How Elastic search works

Geomario
2 min readFeb 8, 2021

When working with unstructured data, you should ask yourself, How Elasticsearch works?.

How Elasticsearch works?

In my second week as a Software Developer & Data Scientist, I met Elasticsearch. Elasticsearch is a search engine. It is open and provides you with an analytical engine. The queries for Elasticsearch are in real-time. Elasticsearch provides features as autocomplete, geo-localisation, based filters and multilevel aggregations.

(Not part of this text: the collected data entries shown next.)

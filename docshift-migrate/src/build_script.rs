//! Build script helper for migration registry generation
//!
//! Rust cannot load a migration file at runtime, so applications compile
//! their migrations in. Call these functions from `build.rs` to scan the
//! migrations directory and generate a module with a `registry()` function
//! that declares every file's exports:
//!
//! ```rust,no_run
//! // build.rs
//! use docshift_migrate::build_script;
//! use std::path::Path;
//!
//! fn main() -> Result<(), Box<dyn std::error::Error>> {
//!     let out = Path::new(&std::env::var("OUT_DIR")?).join("migrations.rs");
//!     let modules = build_script::discover_migration_modules(Path::new("migrations"), None)?;
//!     build_script::generate_registry_module(&modules, &out)?;
//!     println!("cargo:rerun-if-changed=migrations");
//!     Ok(())
//! }
//! ```

use docshift::migration::loader::list_migration_files;
use regex::Regex;
use std::fs;
use std::path::{Path, PathBuf};

/// Exports found in one migration file
#[derive(Debug, Clone, PartialEq, Eq)]
pub struct MigrationModuleInfo {
    pub file_name: String,
    pub file_path: PathBuf,
    /// Types with an `impl Migration for` block, in source order
    pub migrations: Vec<String>,
    /// Other public items (functions, constants)
    pub helpers: Vec<String>,
}

/// Scan `migrations_dir` for migration files and their exports
///
/// Uses the same extension filter and ordering as the runtime loader.
///
/// # Errors
///
/// Returns an error if the directory or a file cannot be read.
pub fn discover_migration_modules(
    migrations_dir: &Path,
    extension: Option<&str>,
) -> Result<Vec<MigrationModuleInfo>, Box<dyn std::error::Error>> {
    let mut modules = Vec::new();
    for path in list_migration_files(migrations_dir, extension)? {
        let content = fs::read_to_string(&path)?;
        modules.push(extract_module_info(&path, &content)?);
    }
    Ok(modules)
}

/// Extract exports from a migration source file
///
/// This is plain pattern matching, not full parsing: it only needs to find
/// what the generated registry should reference. The compiler checks the rest
/// when the registry module is built.
pub fn extract_module_info(
    file_path: &Path,
    content: &str,
) -> Result<MigrationModuleInfo, Box<dyn std::error::Error>> {
    let impl_re = Regex::new(r"(?m)^\s*impl\s+(?:[\w:]+::)?Migration\s+for\s+(\w+)")?;
    let pub_item_re = Regex::new(r"(?m)^\s*pub\s+(?:fn|const|static)\s+(\w+)")?;

    let file_name = file_path
        .file_name()
        .and_then(|n| n.to_str())
        .ok_or_else(|| format!("Invalid file name: {}", file_path.display()))?
        .to_string();

    let mut migrations: Vec<String> = Vec::new();
    for caps in impl_re.captures_iter(content) {
        let name = caps[1].to_string();
        if !migrations.contains(&name) {
            migrations.push(name);
        }
    }

    let helpers = pub_item_re
        .captures_iter(content)
        .map(|caps| caps[1].to_string())
        .filter(|name| !migrations.contains(name))
        .collect();

    Ok(MigrationModuleInfo {
        file_name,
        file_path: file_path.to_path_buf(),
        migrations,
        helpers,
    })
}

/// Sanitize a file name to be a valid Rust module name
fn sanitize_module_name(file_name: &str) -> String {
    let stem = file_name.split('.').next().unwrap_or(file_name);
    let sanitized: String = stem
        .chars()
        .map(|c| if c.is_alphanumeric() { c.to_ascii_lowercase() } else { '_' })
        .collect();
    // Timestamp-prefixed names start with a digit
    format!("m_{sanitized}")
}

/// Generate the registry module for `modules`
///
/// The generated file includes each migration file with `#[path = "..."]` and
/// exposes `pub fn registry() -> Result<MigrationRegistry, MigrationError>`.
///
/// # Errors
///
/// Returns an error if a relative path cannot be computed or the file cannot
/// be written.
pub fn generate_registry_module(
    modules: &[MigrationModuleInfo],
    output_path: &Path,
) -> Result<(), Box<dyn std::error::Error>> {
    // Calculate output directory for relative paths
    let output_dir = output_path
        .parent()
        .ok_or("Output path must have a parent directory")?;

    let mut content = String::from("//! Auto-generated migration registry\n");
    content.push_str("//! DO NOT EDIT - This file is generated by build script\n\n");
    content.push_str("pub mod migration_registry {\n");

    for module in modules {
        let file_path = absolute(&module.file_path);
        let relative_path = pathdiff::diff_paths(&file_path, output_dir).unwrap_or(file_path);
        let path_str = relative_path.to_string_lossy().replace('\\', "/");

        content.push_str(&format!("    #[path = r#\"{path_str}\"#]\n"));
        content.push_str(&format!("    pub mod {};\n", sanitize_module_name(&module.file_name)));
    }

    content.push_str("\n    use docshift::migration::{MigrationError, MigrationModule, MigrationRegistry};\n\n");
    content.push_str("    /// Every discovered migration module\n");
    content.push_str("    pub fn registry() -> Result<MigrationRegistry, MigrationError> {\n");
    content.push_str("        let mut registry = MigrationRegistry::new();\n");

    for module in modules {
        let module_name = sanitize_module_name(&module.file_name);
        content.push_str(&format!(
            "        registry.register(\n            MigrationModule::new(r#\"{}\"#)",
            module.file_name
        ));
        for migration in &module.migrations {
            content.push_str(&format!(
                "\n                .migration::<{module_name}::{migration}>(\"{migration}\")"
            ));
        }
        for helper in &module.helpers {
            content.push_str(&format!("\n                .helper(\"{helper}\")"));
        }
        content.push_str(",\n        )?;\n");
    }

    content.push_str("        Ok(registry)\n");
    content.push_str("    }\n");
    content.push_str("}\n");

    fs::write(output_path, content)?;
    Ok(())
}

fn absolute(path: &Path) -> PathBuf {
    std::path::absolute(path).unwrap_or_else(|_| path.to_path_buf())
}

Our company scraps the web 🐱‍💻 . Therefore, scraping unstructured data as any web page and transforming it into structured data seems to fit Elasticsearch and our duties perfectly.

Basic Concepts

The structure of Elasticsearch could be similar to a SQL structure. The next table gives you a view (equivalent terms) of it.

Figure.1

Document

Do you remember that the company scraps the web? Elasticsearch stores the data in JSON documents. JSON is very flexible and easily understood by humans. Elasticsearch supports our duty while we grab unstructured data from websites and store it in a JSON. The equivalent of a Row (SQL) in Elasticsearch is a Document (Figure 1).

Figure. 2. “Users” Type

In Figure 2, we created a “Users” type that shows us the Document (Row), Luke, Petra, 20, 21, male, etc. In figure 2, therefore, our elements are:

Type     = USERS.
Document = Luke, Petra, 20, 21, 1, 2, Male, Female, etc.
Field = ID, Name, Age, Gender, Email.

It is a simple new way of naming our data. When we see a Document as a JSON format would look like:

{
"id": 1,
"name": "Luke",
"gender": "M",
"email": "luke@gmail.com"
}

Index

The index in Elasticsearch is a database in SQL. Do not be confused, with a Database index. Hence, our data would be stored in Elasticsearch indexes similarly as you store data in databases. Elasticsearch index should be in lower case and with a unique name.

Type

A type is a database table. In figure 1, we have created a “USERS” type. Different Types separate a different kind of data. Therefore an index can be relational and contain more than one type. Let's see how do they look as JSON and how they correlate:

{
"articleid": 1,
"name": "Futbol-ball",
}

The document contains the article type. In the next block, we see the document from a comment Type.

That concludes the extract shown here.